### Exercise prompt
Each entry in the block below needs to be copied out exactly.

### Listed records
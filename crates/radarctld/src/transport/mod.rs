//! Socket listener for control endpoints.
//!
//! The transport module binds to configured socket endpoints and accepts
//! connections in a background thread, handing each one to a
//! [`ConnectionHandler`] on its own thread.

mod errors;
mod handler;
mod listener;
#[cfg(test)]
mod test_utils;

pub use self::errors::ListenerError;
pub use self::handler::{ConnectionHandler, ConnectionStream};
pub use self::listener::{ListenerHandle, SocketListener};
#[cfg(test)]
pub(crate) use self::test_utils::CountingHandler;

const LISTENER_TARGET: &str = concat!(env!("CARGO_PKG_NAME"), "::transport");
//! Configuration loading helpers for the probe.
//!
//! Configuration flags lead the command line and are handed to
//! `ortho_config`; everything from the first other token onwards belongs to
//! the probe's own parser.

use std::ffi::{OsStr, OsString};

use ortho_config::OrthoConfig;
use radarctl_config::Config;

use crate::AppError;

/// Flags forwarded to the configuration loader.
///
/// Logging settings are absent; the probe installs no subscriber.
pub(crate) const CONFIG_CLI_FLAGS: &[&str] = &[
    "--config-path",
    "--daemon-socket",
    "--service-name",
    "--services-path",
    "--fallback-port",
    "--connect-timeout-ms",
    "--read-timeout-ms",
];

pub(crate) trait ConfigLoader {
    /// Loads configuration for the probe.
    ///
    /// # Flag Ordering
    ///
    /// Configuration flags (listed in `CONFIG_CLI_FLAGS`) must appear before
    /// the host. Flags after the host are parsed as probe arguments.
    fn load(&self, args: &[OsString]) -> Result<Config, AppError>;
}

pub(crate) struct OrthoConfigLoader;

#[derive(Debug, Clone, Copy)]
enum FlagAction {
    Include { needs_value: bool },
    Skip,
}

impl ConfigLoader for OrthoConfigLoader {
    fn load(&self, args: &[OsString]) -> Result<Config, AppError> {
        Config::load_from_iter(args.iter().cloned()).map_err(AppError::LoadConfiguration)
    }
}

fn classify_flag(argument: &OsStr) -> FlagAction {
    let argument_text = argument.to_string_lossy();
    if !argument_text.starts_with("--") {
        return FlagAction::Skip;
    }

    let (flag, has_inline_value) = match argument_text.split_once('=') {
        Some((flag, _)) => (flag, true),
        None => (argument_text.as_ref(), false),
    };

    if CONFIG_CLI_FLAGS.contains(&flag) {
        return FlagAction::Include {
            needs_value: !has_inline_value,
        };
    }

    FlagAction::Skip
}

#[derive(Debug)]
pub(crate) struct ConfigArgumentSplit {
    pub(crate) config_arguments: Vec<OsString>,
    pub(crate) command_start: usize,
}

pub(crate) fn split_config_arguments(args: &[OsString]) -> ConfigArgumentSplit {
    let Some(program) = args.first() else {
        return ConfigArgumentSplit {
            config_arguments: Vec::new(),
            command_start: 0,
        };
    };

    let mut filtered = vec![program.clone()];
    let mut command_start = 1usize;
    let mut pending_value = false;

    for argument in args.iter().skip(1) {
        if pending_value {
            filtered.push(argument.clone());
            pending_value = false;
            command_start += 1;
            continue;
        }

        match classify_flag(argument) {
            FlagAction::Include { needs_value } => {
                filtered.push(argument.clone());
                command_start += 1;
                pending_value = needs_value;
            }
            FlagAction::Skip => break,
        }
    }

    ConfigArgumentSplit {
        config_arguments: filtered,
        command_start,
    }
}

/// Rebuilds the probe's argument list: the program name followed by every
/// token after the configuration flags.
pub(crate) fn probe_arguments(args: &[OsString], split: &ConfigArgumentSplit) -> Vec<OsString> {
    args.first()
        .into_iter()
        .chain(args.iter().skip(split.command_start))
        .cloned()
        .collect()
}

### Output for this task
filename crates/radarctld/src/transport/mod.rs
//! Socket listener for control endpoints.
//!
//! The transport module binds to configured socket endpoints and accepts
//! connections in a background thread, handing each one to a
//! [`ConnectionHandler`] on its own thread.

mod errors;
mod handler;
mod listener;
#[cfg(test)]
mod test_utils;

pub use self::errors::ListenerError;
pub use self::handler::{ConnectionHandler, ConnectionStream};
pub use self::listener::{ListenerHandle, SocketListener};
#[cfg(test)]
pub(crate) use self::test_utils::CountingHandler;

const LISTENER_TARGET: &str = concat!(env!("CARGO_PKG_NAME"), "::transport");
//! Configuration loading helpers for the probe.
//!
//! Configuration flags lead the command line and are handed to
//! `ortho_config`; everything from the first other token onwards belongs to
//! the probe's own parser.

use std::ffi::{OsStr, OsString};

use ortho_config::OrthoConfig;
use radarctl_config::Config;

use crate::AppError;

/// Flags forwarded to the configuration loader.
///
/// Logging settings are absent; the probe installs no subscriber.
pub(crate) const CONFIG_CLI_FLAGS: &[&str] = &[
    "--config-path",
    "--daemon-socket",
    "--service-name",
    "--services-path",
    "--fallback-port",
    "--connect-timeout-ms",
    "--read-timeout-ms",
];

pub(crate) trait ConfigLoader {
    /// Loads configuration for the probe.
    ///
    /// # Flag Ordering
    ///
    /// Configuration flags (listed in `CONFIG_CLI_FLAGS`) must appear before
    /// the host. Flags after the host are parsed as probe arguments.
    fn load(&self, args: &[OsString]) -> Result<Config, AppError>;
}

pub(crate) struct OrthoConfigLoader;

#[derive(Debug, Clone, Copy)]
enum FlagAction {
    Include { needs_value: bool },
    Skip,
}

impl ConfigLoader for OrthoConfigLoader {
    fn load(&self, args: &[OsString]) -> Result<Config, AppError> {
        Config::load_from_iter(args.iter().cloned()).map_err(AppError::LoadConfiguration)
    }
}

fn classify_flag(argument: &OsStr) -> FlagAction {
    let argument_text = argument.to_string_lossy();
    if !argument_text.starts_with("--") {
        return FlagAction::Skip;
    }

    let (flag, has_inline_value) = match argument_text.split_once('=') {
        Some((flag, _)) => (flag, true),
        None => (argument_text.as_ref(), false),
    };

    if CONFIG_CLI_FLAGS.contains(&flag) {
        return FlagAction::Include {
            needs_value: !has_inline_value,
        };
    }

    FlagAction::Skip
}

#[derive(Debug)]
pub(crate) struct ConfigArgumentSplit {
    pub(crate) config_arguments: Vec<OsString>,
    pub(crate) command_start: usize,
}

pub(crate) fn split_config_arguments(args: &[OsString]) -> ConfigArgumentSplit {
    let Some(program) = args.first() else {
        return ConfigArgumentSplit {
            config_arguments: Vec::new(),
            command_start: 0,
        };
    };

    let mut filtered = vec![program.clone()];
    let mut command_start = 1usize;
    let mut pending_value = false;

    for argument in args.iter().skip(1) {
        if pending_value {
            filtered.push(argument.clone());
            pending_value = false;
            command_start += 1;
            continue;
        }

        match classify_flag(argument) {
            FlagAction::Include { needs_value } => {
                filtered.push(argument.clone());
                command_start += 1;
                pending_value = needs_value;
            }
            FlagAction::Skip => break,
        }
    }

    ConfigArgumentSplit {
        config_arguments: filtered,
        command_start,
    }
}

/// Rebuilds the probe's argument list: the program name followed by every
/// token after the configuration flags.
pub(crate) fn probe_arguments(args: &[OsString], split: &ConfigArgumentSplit) -> Vec<OsString> {
    args.first()
        .into_iter()
        .chain(args.iter().skip(split.command_start))
        .cloned()
        .collect()
}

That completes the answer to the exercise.